--- Recorded information Enclosed Below ---

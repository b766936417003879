//! Astronomical time scales and the Earth-orientation quantities derived from them.
//!
//! `AstroTime` counts days from the J2000 epoch (2000-01-01T12:00:00Z) on two scales:
//! Universal Time, which follows the Earth's rotation, and Terrestrial Time, which is
//! uniform. Sidereal time and the Swiss Ephemeris lookups use UT, obliquity uses TT.

use chrono::{DateTime, TimeZone, Utc};
use serde::{Deserialize, Serialize};

/// Unix timestamp of the J2000 epoch in milliseconds.
const J2000_UNIX_MS: i64 = 946_728_000_000;
const MS_PER_DAY: f64 = 86_400_000.0;
pub const J2000_JD: f64 = 2_451_545.0;
const DAYS_PER_CENTURY: f64 = 36_525.0;

#[derive(Debug, Clone, Copy, PartialEq, Serialize, Deserialize)]
pub struct AstroTime {
    /// Days since J2000 on the UT scale
    pub ut: f64,
    /// Days since J2000 on the TT scale
    pub tt: f64,
}

impl AstroTime {
    pub fn from_ut(ut: f64) -> Self {
        let tt = ut + delta_t_seconds(ut) / 86_400.0;
        Self { ut, tt }
    }

    pub fn from_datetime(dt: DateTime<Utc>) -> Self {
        let ms = dt.timestamp_millis() - J2000_UNIX_MS;
        Self::from_ut(ms as f64 / MS_PER_DAY)
    }

    pub fn add_days(&self, days: f64) -> Self {
        Self::from_ut(self.ut + days)
    }

    pub fn julian_day_ut(&self) -> f64 {
        self.ut + J2000_JD
    }

    /// Julian centuries of TT since J2000.
    pub fn centuries_tt(&self) -> f64 {
        self.tt / DAYS_PER_CENTURY
    }

    /// Converts back to a civil timestamp, rounded to the millisecond.
    pub fn to_datetime(&self) -> DateTime<Utc> {
        let ms = (self.ut * MS_PER_DAY).round() as i64 + J2000_UNIX_MS;
        Utc.timestamp_millis_opt(ms)
            .single()
            .unwrap_or(DateTime::<Utc>::MIN_UTC)
    }
}

/// Normalize an angle in degrees to [0, 360).
pub fn normalize_degrees(deg: f64) -> f64 {
    let r = deg.rem_euclid(360.0);
    // rem_euclid can round up to exactly 360.0 for tiny negative inputs
    if r >= 360.0 {
        0.0
    } else {
        r
    }
}

/// Signed shortest arc from `from` to `to`, in (-180, 180].
pub fn shortest_arc(from: f64, to: f64) -> f64 {
    let mut diff = normalize_degrees(to) - normalize_degrees(from);
    if diff > 180.0 {
        diff -= 360.0;
    }
    if diff <= -180.0 {
        diff += 360.0;
    }
    diff
}

/// ΔT = TT − UT in seconds, Espenak & Meeus polynomial fits.
pub fn delta_t_seconds(ut: f64) -> f64 {
    let y = 2000.0 + ut / 365.25;
    if y < 1900.0 || y >= 2150.0 {
        let u = (y - 1820.0) / 100.0;
        return -20.0 + 32.0 * u * u;
    }
    if y < 1920.0 {
        let t = y - 1900.0;
        -2.79 + 1.494119 * t - 0.0598939 * t.powi(2) + 0.0061966 * t.powi(3)
            - 0.000197 * t.powi(4)
    } else if y < 1941.0 {
        let t = y - 1920.0;
        21.20 + 0.84493 * t - 0.076100 * t.powi(2) + 0.0020936 * t.powi(3)
    } else if y < 1961.0 {
        let t = y - 1950.0;
        29.07 + 0.407 * t - t.powi(2) / 233.0 + t.powi(3) / 2547.0
    } else if y < 1986.0 {
        let t = y - 1975.0;
        45.45 + 1.067 * t - t.powi(2) / 260.0 - t.powi(3) / 718.0
    } else if y < 2005.0 {
        let t = y - 2000.0;
        63.86 + 0.3345 * t - 0.060374 * t.powi(2)
            + 0.0017275 * t.powi(3)
            + 0.000651814 * t.powi(4)
            + 0.00002373599 * t.powi(5)
    } else if y < 2050.0 {
        let t = y - 2000.0;
        62.92 + 0.32217 * t + 0.005589 * t.powi(2)
    } else {
        let u = (y - 1820.0) / 100.0;
        -20.0 + 32.0 * u * u - 0.5628 * (2150.0 - y)
    }
}

/// Mean obliquity of the ecliptic in degrees: 23.4392911° − 46.815″·T.
pub fn mean_obliquity(time: &AstroTime) -> f64 {
    let t = time.centuries_tt();
    23.4392911 - 46.815 * t / 3600.0
}

/// Nutation in longitude and obliquity (Δψ, Δε), in degrees. Low-precision series.
pub fn nutation(time: &AstroTime) -> (f64, f64) {
    let t = time.centuries_tt();
    let omega = (125.04452 - 1934.136261 * t).to_radians();
    let l_sun = (280.4665 + 36000.7698 * t).to_radians();
    let l_moon = (218.3165 + 481267.8813 * t).to_radians();

    let dpsi = -17.20 * omega.sin() - 1.32 * (2.0 * l_sun).sin() - 0.23 * (2.0 * l_moon).sin()
        + 0.21 * (2.0 * omega).sin();
    let deps = 9.20 * omega.cos() + 0.57 * (2.0 * l_sun).cos() + 0.10 * (2.0 * l_moon).cos()
        - 0.09 * (2.0 * omega).cos();

    (dpsi / 3600.0, deps / 3600.0)
}

/// Greenwich mean sidereal time in degrees [0, 360).
pub fn greenwich_mean_sidereal_degrees(time: &AstroTime) -> f64 {
    let d = time.ut;
    let t = d / DAYS_PER_CENTURY;
    normalize_degrees(
        280.46061837 + 360.98564736629 * d + 0.000387933 * t * t - t * t * t / 38_710_000.0,
    )
}

/// Greenwich apparent sidereal time in hours [0, 24).
pub fn greenwich_apparent_sidereal_time(time: &AstroTime) -> f64 {
    let (dpsi, deps) = nutation(time);
    let eps = (mean_obliquity(time) + deps).to_radians();
    let gast = greenwich_mean_sidereal_degrees(time) + dpsi * eps.cos();
    normalize_degrees(gast) / 15.0
}

#[cfg(test)]
mod tests {
    use super::*;
    use approx::assert_abs_diff_eq;

    #[test]
    fn test_j2000_epoch_is_day_zero() {
        let dt = Utc.with_ymd_and_hms(2000, 1, 1, 12, 0, 0).unwrap();
        let t = AstroTime::from_datetime(dt);
        assert_abs_diff_eq!(t.ut, 0.0, epsilon = 1e-12);
        // ΔT around 2000 is a little over a minute
        assert!(t.tt > t.ut && (t.tt - t.ut) * 86_400.0 < 70.0);
        assert_eq!(t.to_datetime(), dt);
    }

    #[test]
    fn test_gmst_at_j2000() {
        // Meeus: GMST at 2000-01-01 12h UT is 18h 41m 50.5s
        let t = AstroTime::from_ut(0.0);
        let hours = greenwich_mean_sidereal_degrees(&t) / 15.0;
        assert_abs_diff_eq!(hours, 18.697375, epsilon = 1e-4);
        let apparent = greenwich_apparent_sidereal_time(&t);
        assert!((apparent - hours).abs() < 0.001);
    }

    #[test]
    fn test_normalize_and_arc() {
        assert_abs_diff_eq!(normalize_degrees(-30.0), 330.0);
        assert_abs_diff_eq!(normalize_degrees(725.0), 5.0);
        assert_abs_diff_eq!(shortest_arc(359.0, 1.0), 2.0);
        assert_abs_diff_eq!(shortest_arc(1.0, 359.0), -2.0);
    }

    #[test]
    fn test_obliquity_formula() {
        let t = AstroTime { ut: 0.0, tt: 0.0 };
        assert_abs_diff_eq!(mean_obliquity(&t), 23.4392911, epsilon = 1e-12);
        let century = AstroTime { ut: 36_525.0, tt: 36_525.0 };
        assert_abs_diff_eq!(mean_obliquity(&century), 23.4392911 - 46.815 / 3600.0, epsilon = 1e-12);
    }
}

--- End of Enclosed Recorded information ---

### What you have to do
Search the entries above for the word "Meeus" and copy each line where it appears.

### Expected answer
/// ΔT = TT − UT in seconds, Espenak & Meeus polynomial fits.
        // Meeus: GMST at 2000-01-01 12h UT is 18h 41m 50.5s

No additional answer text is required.